• TASK TO COMPLETE: Only one stretch of the records below should be repeated. It starts with the line containing "for the view." and goes on through the line containing "Each session gets", exactly as written.

• Stored data:
--

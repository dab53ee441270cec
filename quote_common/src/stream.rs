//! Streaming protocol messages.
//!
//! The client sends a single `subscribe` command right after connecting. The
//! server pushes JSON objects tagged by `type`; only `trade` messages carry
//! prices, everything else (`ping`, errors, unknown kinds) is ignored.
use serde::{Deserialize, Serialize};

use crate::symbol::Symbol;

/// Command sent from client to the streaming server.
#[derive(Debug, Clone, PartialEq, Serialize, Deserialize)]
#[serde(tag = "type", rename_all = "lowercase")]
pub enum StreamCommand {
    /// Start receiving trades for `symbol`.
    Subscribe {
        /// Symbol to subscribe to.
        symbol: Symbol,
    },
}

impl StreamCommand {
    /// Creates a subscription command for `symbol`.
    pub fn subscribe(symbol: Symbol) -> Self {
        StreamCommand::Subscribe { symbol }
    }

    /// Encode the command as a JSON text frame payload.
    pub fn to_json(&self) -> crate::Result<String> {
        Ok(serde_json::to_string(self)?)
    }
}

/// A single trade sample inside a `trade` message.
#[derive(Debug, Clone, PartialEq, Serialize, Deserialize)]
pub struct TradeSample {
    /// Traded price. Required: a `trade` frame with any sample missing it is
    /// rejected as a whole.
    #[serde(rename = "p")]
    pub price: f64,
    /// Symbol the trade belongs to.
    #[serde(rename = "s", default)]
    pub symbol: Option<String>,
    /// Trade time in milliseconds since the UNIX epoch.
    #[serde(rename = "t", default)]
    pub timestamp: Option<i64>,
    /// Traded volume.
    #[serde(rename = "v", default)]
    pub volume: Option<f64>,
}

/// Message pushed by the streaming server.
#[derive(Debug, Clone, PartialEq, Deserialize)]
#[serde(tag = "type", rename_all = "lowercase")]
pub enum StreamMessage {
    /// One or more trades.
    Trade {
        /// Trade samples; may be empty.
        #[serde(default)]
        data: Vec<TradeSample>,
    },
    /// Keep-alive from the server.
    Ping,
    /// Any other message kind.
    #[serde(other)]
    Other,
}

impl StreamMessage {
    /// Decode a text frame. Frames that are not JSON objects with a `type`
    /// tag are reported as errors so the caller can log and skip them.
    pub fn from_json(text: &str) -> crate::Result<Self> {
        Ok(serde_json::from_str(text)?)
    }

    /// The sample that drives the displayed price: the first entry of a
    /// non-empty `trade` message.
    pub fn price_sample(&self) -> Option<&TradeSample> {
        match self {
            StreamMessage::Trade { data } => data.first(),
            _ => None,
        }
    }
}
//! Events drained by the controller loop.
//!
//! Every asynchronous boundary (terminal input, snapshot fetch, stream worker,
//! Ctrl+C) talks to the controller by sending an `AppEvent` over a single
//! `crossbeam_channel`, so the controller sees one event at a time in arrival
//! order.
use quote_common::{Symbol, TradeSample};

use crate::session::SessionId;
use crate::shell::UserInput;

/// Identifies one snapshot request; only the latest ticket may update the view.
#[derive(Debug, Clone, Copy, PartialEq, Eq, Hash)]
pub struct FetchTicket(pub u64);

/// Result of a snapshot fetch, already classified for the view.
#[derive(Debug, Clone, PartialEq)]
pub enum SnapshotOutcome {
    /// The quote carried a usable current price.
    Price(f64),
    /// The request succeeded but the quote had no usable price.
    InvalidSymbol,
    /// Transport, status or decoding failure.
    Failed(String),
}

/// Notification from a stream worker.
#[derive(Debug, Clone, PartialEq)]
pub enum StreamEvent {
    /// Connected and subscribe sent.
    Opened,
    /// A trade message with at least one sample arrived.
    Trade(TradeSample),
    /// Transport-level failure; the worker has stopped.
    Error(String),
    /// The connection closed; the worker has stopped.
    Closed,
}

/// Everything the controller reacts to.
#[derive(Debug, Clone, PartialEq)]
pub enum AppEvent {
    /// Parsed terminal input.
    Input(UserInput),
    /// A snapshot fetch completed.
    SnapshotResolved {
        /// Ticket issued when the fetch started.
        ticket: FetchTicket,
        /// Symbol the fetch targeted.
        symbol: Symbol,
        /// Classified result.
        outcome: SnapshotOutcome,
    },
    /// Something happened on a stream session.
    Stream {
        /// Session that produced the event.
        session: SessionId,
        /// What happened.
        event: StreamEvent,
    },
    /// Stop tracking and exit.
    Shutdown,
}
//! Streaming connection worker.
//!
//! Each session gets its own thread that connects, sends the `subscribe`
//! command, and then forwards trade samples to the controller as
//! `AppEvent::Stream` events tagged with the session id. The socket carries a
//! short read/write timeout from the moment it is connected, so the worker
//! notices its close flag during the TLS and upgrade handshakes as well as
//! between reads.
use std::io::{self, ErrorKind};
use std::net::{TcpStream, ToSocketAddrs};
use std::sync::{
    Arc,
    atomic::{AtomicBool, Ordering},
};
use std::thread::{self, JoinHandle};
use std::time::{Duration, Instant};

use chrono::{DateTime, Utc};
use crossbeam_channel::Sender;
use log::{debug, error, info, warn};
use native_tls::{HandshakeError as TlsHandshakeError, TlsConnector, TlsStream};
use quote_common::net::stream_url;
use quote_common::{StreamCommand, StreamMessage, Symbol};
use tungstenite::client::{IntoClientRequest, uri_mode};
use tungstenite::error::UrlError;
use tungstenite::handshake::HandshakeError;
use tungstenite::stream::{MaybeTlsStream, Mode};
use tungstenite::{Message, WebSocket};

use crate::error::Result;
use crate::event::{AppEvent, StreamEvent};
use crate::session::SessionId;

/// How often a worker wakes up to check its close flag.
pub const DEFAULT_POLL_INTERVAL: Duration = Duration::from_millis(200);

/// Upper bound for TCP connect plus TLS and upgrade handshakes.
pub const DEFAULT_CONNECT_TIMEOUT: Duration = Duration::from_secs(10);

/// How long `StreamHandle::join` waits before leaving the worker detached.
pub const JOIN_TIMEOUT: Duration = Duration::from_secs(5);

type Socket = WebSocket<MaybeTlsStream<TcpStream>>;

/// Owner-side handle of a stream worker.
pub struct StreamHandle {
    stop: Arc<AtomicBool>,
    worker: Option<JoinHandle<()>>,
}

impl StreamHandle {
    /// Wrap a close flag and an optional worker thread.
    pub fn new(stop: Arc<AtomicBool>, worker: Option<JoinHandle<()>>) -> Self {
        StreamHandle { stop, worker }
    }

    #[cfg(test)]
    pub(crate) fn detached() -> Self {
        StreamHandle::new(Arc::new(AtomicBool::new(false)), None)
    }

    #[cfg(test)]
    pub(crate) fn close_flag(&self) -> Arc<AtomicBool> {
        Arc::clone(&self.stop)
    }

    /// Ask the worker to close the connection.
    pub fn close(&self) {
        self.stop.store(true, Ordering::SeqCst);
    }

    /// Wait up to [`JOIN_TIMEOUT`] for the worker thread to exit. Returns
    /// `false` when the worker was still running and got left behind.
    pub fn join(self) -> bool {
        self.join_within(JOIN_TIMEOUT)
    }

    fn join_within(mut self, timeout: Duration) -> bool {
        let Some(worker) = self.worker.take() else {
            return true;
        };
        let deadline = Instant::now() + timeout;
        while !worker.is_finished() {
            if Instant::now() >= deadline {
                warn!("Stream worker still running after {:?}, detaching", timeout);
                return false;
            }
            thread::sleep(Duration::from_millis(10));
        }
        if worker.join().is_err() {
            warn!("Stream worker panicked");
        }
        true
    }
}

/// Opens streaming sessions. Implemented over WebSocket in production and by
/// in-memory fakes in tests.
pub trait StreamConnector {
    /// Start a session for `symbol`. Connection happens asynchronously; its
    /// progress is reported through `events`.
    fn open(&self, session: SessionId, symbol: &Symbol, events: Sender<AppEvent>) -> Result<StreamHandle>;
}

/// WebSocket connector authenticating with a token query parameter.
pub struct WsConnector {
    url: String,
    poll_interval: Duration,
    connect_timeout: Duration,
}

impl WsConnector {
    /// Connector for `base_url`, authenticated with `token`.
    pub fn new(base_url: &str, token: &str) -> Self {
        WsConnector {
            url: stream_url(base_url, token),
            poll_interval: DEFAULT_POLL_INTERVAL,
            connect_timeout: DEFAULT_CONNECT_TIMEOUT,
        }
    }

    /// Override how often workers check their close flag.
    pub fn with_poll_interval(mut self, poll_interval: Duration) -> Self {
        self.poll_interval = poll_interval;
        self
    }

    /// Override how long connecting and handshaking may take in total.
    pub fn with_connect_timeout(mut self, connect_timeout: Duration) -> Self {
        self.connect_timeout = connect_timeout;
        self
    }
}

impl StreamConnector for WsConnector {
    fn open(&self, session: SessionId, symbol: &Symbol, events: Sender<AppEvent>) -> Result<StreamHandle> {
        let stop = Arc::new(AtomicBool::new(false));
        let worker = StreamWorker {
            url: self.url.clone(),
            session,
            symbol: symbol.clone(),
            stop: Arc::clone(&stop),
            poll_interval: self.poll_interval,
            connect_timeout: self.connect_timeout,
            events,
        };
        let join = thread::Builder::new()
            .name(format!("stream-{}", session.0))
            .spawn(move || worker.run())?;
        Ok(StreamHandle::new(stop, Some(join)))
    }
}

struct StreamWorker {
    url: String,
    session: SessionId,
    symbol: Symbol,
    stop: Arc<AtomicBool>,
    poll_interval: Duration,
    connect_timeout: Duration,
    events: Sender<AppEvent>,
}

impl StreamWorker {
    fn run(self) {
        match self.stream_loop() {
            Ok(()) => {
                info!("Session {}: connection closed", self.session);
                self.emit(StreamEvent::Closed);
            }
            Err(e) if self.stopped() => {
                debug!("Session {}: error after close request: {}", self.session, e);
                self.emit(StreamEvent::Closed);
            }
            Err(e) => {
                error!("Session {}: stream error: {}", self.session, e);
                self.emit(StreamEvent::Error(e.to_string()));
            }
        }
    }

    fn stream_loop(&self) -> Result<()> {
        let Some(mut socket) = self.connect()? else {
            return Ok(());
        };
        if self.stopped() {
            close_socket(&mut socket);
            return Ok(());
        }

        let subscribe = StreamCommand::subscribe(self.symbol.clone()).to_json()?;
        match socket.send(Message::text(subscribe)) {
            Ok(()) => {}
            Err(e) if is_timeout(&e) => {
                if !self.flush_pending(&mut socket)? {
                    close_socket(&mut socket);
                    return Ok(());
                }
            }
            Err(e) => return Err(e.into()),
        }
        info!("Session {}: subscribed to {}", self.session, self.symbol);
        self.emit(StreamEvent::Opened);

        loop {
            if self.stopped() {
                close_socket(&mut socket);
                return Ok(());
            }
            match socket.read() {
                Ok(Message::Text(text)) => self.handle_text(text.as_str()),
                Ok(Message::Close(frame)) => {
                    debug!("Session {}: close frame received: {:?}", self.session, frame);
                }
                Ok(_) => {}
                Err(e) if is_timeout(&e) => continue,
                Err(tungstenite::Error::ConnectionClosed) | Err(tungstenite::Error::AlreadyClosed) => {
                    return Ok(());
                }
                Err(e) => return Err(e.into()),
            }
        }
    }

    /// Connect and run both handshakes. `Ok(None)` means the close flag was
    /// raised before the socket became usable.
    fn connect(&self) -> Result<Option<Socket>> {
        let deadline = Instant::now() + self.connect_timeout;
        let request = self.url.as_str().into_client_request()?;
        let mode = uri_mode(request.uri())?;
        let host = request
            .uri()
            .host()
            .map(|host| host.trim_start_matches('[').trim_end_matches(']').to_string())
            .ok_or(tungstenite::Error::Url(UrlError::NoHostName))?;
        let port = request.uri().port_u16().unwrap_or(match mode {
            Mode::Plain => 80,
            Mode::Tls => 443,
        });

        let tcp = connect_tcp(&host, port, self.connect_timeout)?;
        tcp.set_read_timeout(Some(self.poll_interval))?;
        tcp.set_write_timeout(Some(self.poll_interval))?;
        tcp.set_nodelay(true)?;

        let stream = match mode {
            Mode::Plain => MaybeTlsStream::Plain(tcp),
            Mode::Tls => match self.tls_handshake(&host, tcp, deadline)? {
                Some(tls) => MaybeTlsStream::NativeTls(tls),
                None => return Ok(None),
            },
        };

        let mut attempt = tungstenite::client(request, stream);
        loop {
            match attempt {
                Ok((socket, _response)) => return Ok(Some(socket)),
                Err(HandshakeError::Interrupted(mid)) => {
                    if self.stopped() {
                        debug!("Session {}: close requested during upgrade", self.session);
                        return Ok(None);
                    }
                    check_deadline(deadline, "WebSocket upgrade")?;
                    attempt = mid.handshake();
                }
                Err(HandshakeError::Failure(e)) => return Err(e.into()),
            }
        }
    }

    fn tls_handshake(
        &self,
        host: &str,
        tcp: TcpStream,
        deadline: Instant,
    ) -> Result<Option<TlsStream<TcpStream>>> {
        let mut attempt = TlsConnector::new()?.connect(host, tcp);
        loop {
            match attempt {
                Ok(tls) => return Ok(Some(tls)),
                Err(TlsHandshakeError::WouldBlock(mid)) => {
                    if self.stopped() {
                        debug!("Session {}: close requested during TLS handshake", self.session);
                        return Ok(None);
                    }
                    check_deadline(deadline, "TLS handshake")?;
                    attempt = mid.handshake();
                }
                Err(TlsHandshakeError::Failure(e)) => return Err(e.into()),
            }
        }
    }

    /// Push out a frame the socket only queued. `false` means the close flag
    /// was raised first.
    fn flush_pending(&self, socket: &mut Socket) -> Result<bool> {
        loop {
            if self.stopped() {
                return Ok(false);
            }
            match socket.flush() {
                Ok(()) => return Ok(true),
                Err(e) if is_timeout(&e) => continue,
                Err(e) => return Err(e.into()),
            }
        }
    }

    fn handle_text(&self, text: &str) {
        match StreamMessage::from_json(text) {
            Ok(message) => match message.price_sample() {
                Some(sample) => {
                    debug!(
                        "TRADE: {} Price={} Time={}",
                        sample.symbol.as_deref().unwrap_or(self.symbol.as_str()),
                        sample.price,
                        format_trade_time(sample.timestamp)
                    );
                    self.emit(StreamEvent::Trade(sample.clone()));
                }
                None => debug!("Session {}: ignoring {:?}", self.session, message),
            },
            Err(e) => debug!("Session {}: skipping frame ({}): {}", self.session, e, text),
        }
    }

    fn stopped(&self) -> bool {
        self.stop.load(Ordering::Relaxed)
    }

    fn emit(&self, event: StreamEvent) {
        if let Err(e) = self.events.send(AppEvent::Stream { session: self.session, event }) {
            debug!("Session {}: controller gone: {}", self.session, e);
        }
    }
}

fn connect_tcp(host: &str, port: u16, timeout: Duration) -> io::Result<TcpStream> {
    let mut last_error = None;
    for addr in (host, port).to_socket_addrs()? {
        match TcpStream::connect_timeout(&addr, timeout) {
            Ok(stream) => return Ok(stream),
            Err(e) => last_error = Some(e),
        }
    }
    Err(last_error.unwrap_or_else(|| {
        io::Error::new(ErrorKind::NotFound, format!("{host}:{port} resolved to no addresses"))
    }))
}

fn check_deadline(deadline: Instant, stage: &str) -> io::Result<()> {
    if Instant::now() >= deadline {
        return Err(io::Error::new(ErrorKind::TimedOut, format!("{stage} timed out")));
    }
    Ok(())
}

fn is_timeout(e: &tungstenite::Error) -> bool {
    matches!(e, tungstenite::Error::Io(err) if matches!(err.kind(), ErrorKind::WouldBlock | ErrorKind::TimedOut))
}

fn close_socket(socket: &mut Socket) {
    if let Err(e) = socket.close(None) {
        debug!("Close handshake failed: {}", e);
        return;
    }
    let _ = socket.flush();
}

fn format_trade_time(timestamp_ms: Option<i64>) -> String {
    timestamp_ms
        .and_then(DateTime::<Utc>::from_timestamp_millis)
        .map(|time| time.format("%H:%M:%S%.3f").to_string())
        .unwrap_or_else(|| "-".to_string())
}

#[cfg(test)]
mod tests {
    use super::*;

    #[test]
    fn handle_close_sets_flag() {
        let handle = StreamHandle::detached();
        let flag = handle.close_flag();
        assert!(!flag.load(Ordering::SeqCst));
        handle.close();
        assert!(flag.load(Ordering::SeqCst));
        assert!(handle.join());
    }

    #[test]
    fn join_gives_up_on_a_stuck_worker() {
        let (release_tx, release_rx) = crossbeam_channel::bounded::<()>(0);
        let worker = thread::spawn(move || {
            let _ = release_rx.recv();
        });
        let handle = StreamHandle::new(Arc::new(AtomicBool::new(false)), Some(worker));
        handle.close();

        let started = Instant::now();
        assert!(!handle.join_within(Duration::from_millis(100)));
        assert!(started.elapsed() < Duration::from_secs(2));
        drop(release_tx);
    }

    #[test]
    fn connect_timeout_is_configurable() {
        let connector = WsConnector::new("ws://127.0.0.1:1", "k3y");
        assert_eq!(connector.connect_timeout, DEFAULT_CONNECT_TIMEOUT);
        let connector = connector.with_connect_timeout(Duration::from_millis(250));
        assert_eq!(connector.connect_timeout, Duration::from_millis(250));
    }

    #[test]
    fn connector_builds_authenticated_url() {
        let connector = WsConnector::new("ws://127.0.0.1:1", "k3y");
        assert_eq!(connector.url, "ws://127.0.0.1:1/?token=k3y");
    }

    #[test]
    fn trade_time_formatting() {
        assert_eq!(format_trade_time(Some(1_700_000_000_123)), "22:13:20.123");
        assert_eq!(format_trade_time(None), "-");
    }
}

--

• SOLVED PROBLEM:
/// Result of a snapshot fetch, already classified for the view.
#[derive(Debug, Clone, PartialEq)]
pub enum SnapshotOutcome {
    /// The quote carried a usable current price.
    Price(f64),
    /// The request succeeded but the quote had no usable price.
    InvalidSymbol,
    /// Transport, status or decoding failure.
    Failed(String),
}

/// Notification from a stream worker.
#[derive(Debug, Clone, PartialEq)]
pub enum StreamEvent {
    /// Connected and subscribe sent.
    Opened,
    /// A trade message with at least one sample arrived.
    Trade(TradeSample),
    /// Transport-level failure; the worker has stopped.
    Error(String),
    /// The connection closed; the worker has stopped.
    Closed,
}

/// Everything the controller reacts to.
#[derive(Debug, Clone, PartialEq)]
pub enum AppEvent {
    /// Parsed terminal input.
    Input(UserInput),
    /// A snapshot fetch completed.
    SnapshotResolved {
        /// Ticket issued when the fetch started.
        ticket: FetchTicket,
        /// Symbol the fetch targeted.
        symbol: Symbol,
        /// Classified result.
        outcome: SnapshotOutcome,
    },
    /// Something happened on a stream session.
    Stream {
        /// Session that produced the event.
        session: SessionId,
        /// What happened.
        event: StreamEvent,
    },
    /// Stop tracking and exit.
    Shutdown,
}
//! Streaming connection worker.
//!
//! Each session gets its own thread that connects, sends the `subscribe`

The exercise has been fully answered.